Supposedly Jacksonville's rallying point to prevent further demolition was in 1982 with the Union Terminal, but I think it had to be lukewarm at best, and where was everybody in the 50s, 60, and 70s when literally 90% of the city was paved over for surface lots?
In Atlanta the rallying point was 1973 with the potential razing of the Fox by Southern Bell (Atlanta still lost many treasures, including its own Union Station), but that was a really strong rallying point and holds today. Georgia Tech has wanted to demolish a building that is relatively insignificant, and the city and the whole community continues to protest and block GT's advances towards purchasing and demo'ing the building. The only buildings razed are projects - and then they are replaced by new garden-style affordable apartments and townhouses.
In NYC the most famous example of public outcry was Penn Station in 1963, and that effort failed, but look at Manhattan now. Buildings still go down, but bit by bit and only to build further up. Nothing is razed for surface lots and they just have so many buildings to begin with. My company has been instrumental in preservation in NYC, particularly in Chelsea where we restored the two largest buildings there (and sold one to Google in 2010 for $1.8B - the largest office deal of the year). And NYC did not completely destroy its waterfront.
Back to Jacksonville there is just no sense of preservation, history, 21st century thinking whereby we connect to our roots as we reach to the future. There are still people who just don't care. Even amongst the more highly educated, business-oriented and potentially intown readers of the Biz Journal there were still a good 15-20% of people who voted that a *private* investor should just demolish the Laura Street trio rather than renovate.
The destroying of the waterfront in Jacksonville for me is particularly damaging as waterfronts are unique to waterfront cities, and Jacksonville would have had the only "northeastern" style waterfront in the south with wharves.

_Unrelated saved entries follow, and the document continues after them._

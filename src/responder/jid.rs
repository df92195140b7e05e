//! WhatsApp address (JID) helpers.

/// Suffix of direct (person-to-person) chat addresses. Group chats end in
/// `@g.us` and are never answered.
const DIRECT_CHAT_SUFFIX: &str = "@c.us";

/// Whether the address is a direct chat with an individual contact.
pub fn is_direct_chat(jid: &str) -> bool {
    jid.ends_with(DIRECT_CHAT_SUFFIX)
}

/// Render a direct-chat JID as a human-readable phone number.
///
/// `917099073276@c.us` becomes `+917099073276`. Anything that is not
/// `<digits>@c.us` is passed through unchanged, so the function is total
/// and idempotent.
pub fn format_phone_number(jid: &str) -> String {
    match jid.strip_suffix(DIRECT_CHAT_SUFFIX) {
        Some(digits) if !digits.is_empty() && digits.bytes().all(|b| b.is_ascii_digit()) => {
            format!("+{digits}")
        }
        _ => jid.to_owned(),
    }
}
//! MARVIN — a personal WhatsApp auto-responder.
//!
//! Single Rust binary. Sits on a WhatsApp number through a browser-automation
//! bridge, decides which incoming messages deserve the owner's attention, and
//! answers the rest itself in persona.
//!
//! See `DESIGN.md` for architecture notes.

#![forbid(unsafe_code)]
#![warn(missing_docs)]

pub mod config;
pub mod logging;
pub mod providers;

pub mod responder;
pub mod whatsapp;
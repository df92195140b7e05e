//! CLI contract tests.

use assert_cmd::Command;

#[test]
fn help_lists_subcommands() {
    let mut cmd = Command::cargo_bin("marvin").expect("binary should build");
    let assert = cmd.arg("--help").assert().success();

    let output = assert.get_output();
    let stdout = String::from_utf8_lossy(&output.stdout);
    assert!(stdout.contains("start"));
    assert!(stdout.contains("link"));
}

#[test]
fn version_flag_prints_version() {
    let mut cmd = Command::cargo_bin("marvin").expect("binary should build");
    let assert = cmd.arg("--version").assert().success();

    let output = assert.get_output();
    let stdout = String::from_utf8_lossy(&output.stdout);
    assert!(stdout.contains(env!("CARGO_PKG_VERSION")));
}

#[test]
fn unknown_subcommand_fails() {
    let mut cmd = Command::cargo_bin("marvin").expect("binary should build");
    cmd.arg("frobnicate").assert().failure();
}
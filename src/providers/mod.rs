//! LLM provider abstraction layer.
//!
//! Defines the [`LlmProvider`] trait and the shared request/response types
//! used by provider implementations. One provider is implemented:
//!
//! - [`groq::GroqProvider`] — Groq's OpenAI-compatible `/chat/completions` API
//!
//! The responder only ever needs single-shot text completions (one system
//! prompt, one user turn, a temperature), so the types here stay deliberately
//! small: no tool calling, no streaming, no multi-part content.

use async_trait::async_trait;
use regex::Regex;
use serde::{Deserialize, Serialize};

pub mod groq;

// ---------------------------------------------------------------------------
// Core types
// ---------------------------------------------------------------------------

/// Conversation participant role.
#[derive(Debug, Clone, Copy, PartialEq, Eq, Hash, Serialize, Deserialize)]
#[serde(rename_all = "lowercase")]
pub enum Role {
    /// System message.
    System,
    /// Human user message.
    User,
    /// Assistant (LLM) message.
    Assistant,
}

/// A message in a conversation with an LLM.
#[derive(Debug, Clone, PartialEq, Eq, Serialize, Deserialize)]
pub struct ChatMessage {
    /// The role of the message author.
    pub role: Role,
    /// Plain text content.
    pub content: String,
}

impl ChatMessage {
    /// Build a system message.
    pub fn system(content: impl Into<String>) -> Self {
        Self {
            role: Role::System,
            content: content.into(),
        }
    }

    /// Build a user message.
    pub fn user(content: impl Into<String>) -> Self {
        Self {
            role: Role::User,
            content: content.into(),
        }
    }
}

/// A request to an LLM provider for a completion.
#[derive(Debug, Clone)]
pub struct ChatRequest {
    /// Conversation turns, system prompt included.
    pub messages: Vec<ChatMessage>,
    /// Sampling temperature. `None` uses the provider default.
    pub temperature: Option<f32>,
    /// Maximum tokens in the response. `None` uses the provider default.
    pub max_tokens: Option<u32>,
}

impl ChatRequest {
    /// Build a request from conversation turns.
    pub fn new(messages: Vec<ChatMessage>) -> Self {
        Self {
            messages,
            temperature: None,
            max_tokens: None,
        }
    }

    /// Set the sampling temperature.
    #[must_use]
    pub fn with_temperature(mut self, temperature: f32) -> Self {
        self.temperature = Some(temperature);
        self
    }
}

/// Usage statistics for a completion.
#[derive(Debug, Clone, Copy, Default, PartialEq, Eq, Hash, Serialize, Deserialize)]
pub struct UsageStats {
    /// Tokens used in the prompt/input.
    pub input_tokens: u32,
    /// Tokens generated in the response.
    pub output_tokens: u32,
}

/// The response from an LLM provider.
#[derive(Debug, Clone)]
pub struct ChatResponse {
    /// Generated text. Empty when the model produced no content.
    pub content: String,
    /// The model identifier that served this response.
    pub model: String,
    /// Token usage.
    pub usage: UsageStats,
}

// ---------------------------------------------------------------------------
// Errors
// ---------------------------------------------------------------------------

/// Errors returned by model providers.
#[derive(Debug, thiserror::Error)]
pub enum ProviderError {
    /// HTTP transport failure.
    #[error("provider request failed: {0}")]
    Request(#[from] reqwest::Error),
    /// Response did not match expected schema.
    #[error("provider response parse error: {0}")]
    Parse(String),
    /// Upstream provider responded with an error status.
    #[error("provider returned non-success status {status}: {body}")]
    HttpStatus {
        /// HTTP status code.
        status: u16,
        /// Sanitized response body.
        body: String,
    },
}

// ---------------------------------------------------------------------------
// HTTP helpers
// ---------------------------------------------------------------------------

/// Check HTTP response status and return body text or a structured error.
///
/// # Errors
///
/// Returns `ProviderError::Request` on transport failure,
/// `ProviderError::HttpStatus` on non-2xx.
pub async fn check_http_response(response: reqwest::Response) -> Result<String, ProviderError> {
    let status = response.status();
    let body = response.text().await?;
    if !status.is_success() {
        return Err(ProviderError::HttpStatus {
            status: status.as_u16(),
            body: sanitize_http_error_body(&body),
        });
    }
    Ok(body)
}

/// Collapse, redact, and truncate an upstream error body before it reaches
/// logs. API keys must never survive into an error message.
fn sanitize_http_error_body(raw: &str) -> String {
    let collapsed = raw.split_whitespace().collect::<Vec<_>>().join(" ");

    let mut sanitized = collapsed;
    for pattern in [
        r"gsk_[A-Za-z0-9]{20,}",
        r"sk-[A-Za-z0-9]{32,}",
        r"Bearer [A-Za-z0-9_\-\.]{16,}",
    ] {
        if let Ok(regex) = Regex::new(pattern) {
            sanitized = regex.replace_all(&sanitized, "[REDACTED]").into_owned();
        }
    }

    const MAX_ERROR_BODY_CHARS: usize = 256;
    if sanitized.chars().count() > MAX_ERROR_BODY_CHARS {
        let shortened = sanitized
            .chars()
            .take(MAX_ERROR_BODY_CHARS)
            .collect::<String>();
        return format!("{shortened}...[truncated]");
    }

    sanitized
}

// ---------------------------------------------------------------------------
// Trait
// ---------------------------------------------------------------------------

/// Core LLM provider interface.
///
/// Implementations must be `Send + Sync` so a single provider can be shared
/// across message handlers behind an `Arc`.
#[async_trait]
pub trait LlmProvider: Send + Sync {
    /// Request a single-shot completion from the LLM.
    ///
    /// # Errors
    ///
    /// Returns [`ProviderError`] on API, network, or parse failure.
    async fn complete(&self, request: ChatRequest) -> Result<ChatResponse, ProviderError>;

    /// The model identifier string this provider is instantiated for.
    fn model_id(&self) -> &str;
}
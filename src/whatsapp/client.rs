//! HTTP client for the WhatsApp bridge sidecar.
//!
//! Every WhatsApp operation the responder performs goes through this client.
//! The sidecar wraps the browser-driven WhatsApp Web session and exposes a
//! small JSON API on localhost.

use async_trait::async_trait;
use serde::{Deserialize, Serialize};
use tracing::{debug, warn};

use crate::responder::OutboundSender;
use crate::whatsapp::BridgeError;

/// HTTP connect timeout for the reqwest client.
const CONNECT_TIMEOUT_SECS: u64 = 5;

/// HTTP request timeout for normal operations.
const REQUEST_TIMEOUT_SECS: u64 = 30;

/// Number of readiness retries before giving up.
const WAIT_READY_RETRIES: u32 = 10;

/// Delay between readiness attempts in milliseconds.
const WAIT_READY_DELAY_MS: u64 = 3000;

/// Client for the WhatsApp bridge HTTP API.
#[derive(Debug, Clone)]
pub struct BridgeClient {
    client: reqwest::Client,
    base_url: String,
}

/// Connection status reported by the sidecar.
#[derive(Debug, Clone, Serialize, Deserialize)]
pub struct BridgeStatus {
    /// Whether the WhatsApp Web session is linked and online.
    pub connected: bool,
    /// The linked phone number, when connected.
    #[serde(default)]
    pub me: Option<String>,
}

/// Response envelope from the bridge HTTP API.
#[derive(Deserialize)]
struct BridgeResponse<T> {
    #[allow(dead_code)]
    success: bool,
    data: Option<T>,
    error: Option<String>,
}

impl BridgeClient {
    /// Create a new client pointing at the given base URL.
    pub fn new(base_url: impl Into<String>) -> Self {
        let client = reqwest::Client::builder()
            .connect_timeout(std::time::Duration::from_secs(CONNECT_TIMEOUT_SECS))
            .timeout(std::time::Duration::from_secs(REQUEST_TIMEOUT_SECS))
            .build()
            .unwrap_or_else(|e| {
                warn!(error = %e, "failed to build HTTP client with timeouts, using default");
                reqwest::Client::default()
            });
        Self {
            client,
            base_url: base_url.into(),
        }
    }

    /// Get the current connection status from the sidecar.
    ///
    /// # Errors
    ///
    /// Returns [`BridgeError::SidecarUnreachable`] when the sidecar answers
    /// without a status payload, or an HTTP error on transport failure.
    pub async fn status(&self) -> Result<BridgeStatus, BridgeError> {
        let url = format!("{}/status", self.base_url);
        let resp = self.client.get(&url).send().await?;
        let body: BridgeResponse<BridgeStatus> = resp.json().await?;
        body.data.ok_or(BridgeError::SidecarUnreachable)
    }

    /// Whether the sidecar is reachable and the session is linked.
    pub async fn is_ready(&self) -> bool {
        match self.status().await {
            Ok(status) => status.connected,
            Err(_) => false,
        }
    }

    /// Wait for the sidecar to report a linked session, retrying with a
    /// fixed delay.
    ///
    /// # Errors
    ///
    /// Returns [`BridgeError::NotConnected`] when the retries are exhausted.
    pub async fn wait_ready(&self) -> Result<(), BridgeError> {
        for attempt in 0..WAIT_READY_RETRIES {
            if self.is_ready().await {
                return Ok(());
            }
            debug!(attempt, "bridge not ready yet");
            if attempt < WAIT_READY_RETRIES.saturating_sub(1) {
                tokio::time::sleep(std::time::Duration::from_millis(WAIT_READY_DELAY_MS)).await;
            }
        }
        Err(BridgeError::NotConnected)
    }

    /// Wait for the sidecar HTTP API to answer at all (linked or not),
    /// retrying with a fixed delay.
    ///
    /// # Errors
    ///
    /// Returns [`BridgeError::SidecarUnreachable`] when the retries are
    /// exhausted.
    pub async fn wait_reachable(&self) -> Result<(), BridgeError> {
        for attempt in 0..WAIT_READY_RETRIES {
            if self.status().await.is_ok() {
                return Ok(());
            }
            debug!(attempt, "bridge sidecar not reachable yet");
            if attempt < WAIT_READY_RETRIES.saturating_sub(1) {
                tokio::time::sleep(std::time::Duration::from_millis(WAIT_READY_DELAY_MS)).await;
            }
        }
        Err(BridgeError::SidecarUnreachable)
    }

    /// Get the pairing QR code as a base64-encoded PNG.
    ///
    /// # Errors
    ///
    /// Returns [`BridgeError::SetupFailed`] when the sidecar has no QR code
    /// to offer (already linked, or still starting up).
    pub async fn get_qr(&self) -> Result<String, BridgeError> {
        let url = format!("{}/qr", self.base_url);
        let resp = self.client.get(&url).send().await?;
        let body: BridgeResponse<String> = resp.json().await?;
        body.data.ok_or_else(|| {
            BridgeError::SetupFailed(
                body.error
                    .unwrap_or_else(|| "no QR code available".to_owned()),
            )
        })
    }

    /// Send a text message to the given address.
    ///
    /// # Errors
    ///
    /// Returns [`BridgeError::SendRejected`] when the sidecar refuses the
    /// send, or an HTTP error on transport failure.
    pub async fn send_text(&self, to: &str, text: &str) -> Result<(), BridgeError> {
        let url = format!("{}/send", self.base_url);
        let body = serde_json::json!({ "to": to, "text": text });
        let resp = self.client.post(&url).json(&body).send().await?;
        if !resp.status().is_success() {
            let status = resp.status();
            let body_text = resp.text().await.unwrap_or_default();
            warn!(%status, to, "WhatsApp send failed");
            return Err(BridgeError::SendRejected(format!("{status}: {body_text}")));
        }
        debug!(to, "message sent via WhatsApp");
        Ok(())
    }

    /// Returns the base URL of the sidecar.
    pub fn base_url(&self) -> &str {
        &self.base_url
    }
}

#[async_trait]
impl OutboundSender for BridgeClient {
    async fn send_message(&self, to: &str, text: &str) -> Result<(), BridgeError> {
        self.send_text(to, text).await
    }
}
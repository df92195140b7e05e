//! Structured logging setup using `tracing-subscriber` and `tracing-appender`.
//!
//! Two modes:
//! - **Daemon** ([`init_daemon`]): JSON file layer (daily rotation) + stderr layer
//! - **CLI** ([`init_cli`]): stderr-only for one-shot subcommands

use std::path::Path;

use tracing_appender::non_blocking::WorkerGuard;
use tracing_subscriber::layer::SubscriberExt;
use tracing_subscriber::util::SubscriberInitExt;
use tracing_subscriber::EnvFilter;

/// Holds the non-blocking writer guard for file logging.
///
/// The [`WorkerGuard`] must be kept alive for the duration of the process.
/// Dropping it flushes pending log entries and closes the file.
pub struct LoggingGuard {
    _guard: WorkerGuard,
}

/// Initialise logging for the `start` subcommand (daemon mode).
///
/// Writes JSON logs to `{logs_dir}/marvin.log.YYYY-MM-DD` with daily rotation
/// and emits human-readable output to stderr. The filter comes from `RUST_LOG`
/// when set, otherwise from `default_level`.
///
/// Returns a [`LoggingGuard`] that must be kept alive for log flushing.
///
/// # Errors
///
/// Returns an error if the logs directory cannot be created.
pub fn init_daemon(logs_dir: &Path, default_level: &str) -> anyhow::Result<LoggingGuard> {
    std::fs::create_dir_all(logs_dir).map_err(|e| {
        anyhow::anyhow!(
            "failed to create logs directory {}: {e}",
            logs_dir.display()
        )
    })?;

    let file_appender = tracing_appender::rolling::daily(logs_dir, "marvin.log");
    let (non_blocking, guard) = tracing_appender::non_blocking(file_appender);

    let env_filter =
        EnvFilter::try_from_default_env().unwrap_or_else(|_| EnvFilter::new(default_level));

    let json_layer = tracing_subscriber::fmt::layer()
        .json()
        .with_writer(non_blocking);

    let console_layer = tracing_subscriber::fmt::layer().with_writer(std::io::stderr);

    tracing_subscriber::registry()
        .with(env_filter)
        .with(json_layer)
        .with(console_layer)
        .init();

    Ok(LoggingGuard { _guard: guard })
}

/// Initialise minimal logging for one-shot subcommands (CLI mode).
///
/// Emits human-readable output to stderr only. No file rotation.
/// Controlled by `RUST_LOG` (default: `info`).
pub fn init_cli() {
    let env_filter = EnvFilter::try_from_default_env().unwrap_or_else(|_| EnvFilter::new("info"));

    tracing_subscriber::fmt()
        .with_env_filter(env_filter)
        .with_writer(std::io::stderr)
        .init();
}
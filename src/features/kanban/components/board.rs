use leptos::prelude::*;

use super::{DragOverlay, KanbanColumn};
use crate::features::kanban::hooks::{use_board, use_drag};

#[component]
pub fn KanbanBoard() -> impl IntoView {
    let store = use_board();
    let drag = use_drag();

    view! {
        <div class="kanban-board" class:drag-active=move || drag.is_dragging()>
            {store
                .columns()
                .into_iter()
                .map(|column| view! { <KanbanColumn column=column /> })
                .collect_view()}
        </div>
        <DragOverlay />
    }
}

Despite popular belief, Birmingham, Nashville, and Atlanta were all much larger than Jacksonville until the 60s. Birmingham had over 600,000 people in the 40s and 50s for instance. Their building fabrics were always more substantial to begin with, but keeping their fabrics was not going to ensure their growth. Atlanta had to look at building an airport, keeping it civil during the 60s race riots, and going for things like the Olympics to rise above the rest of the south. But Jacksonville is waterfront in Florida. It never had to invent expensive gimmicks to ensure its growth, in fact as much as it "sucks" now it is still growing rapidly. No state income, an unbeatable climate, the beach, etc. If in fact it had kept its downtown intact AND had developed the suburbs, it could potentially be 3rd in the south behind Atlanta and Miami. Its tourism could be strong and it could be an attractive place to educated creative types and 21st century businesses.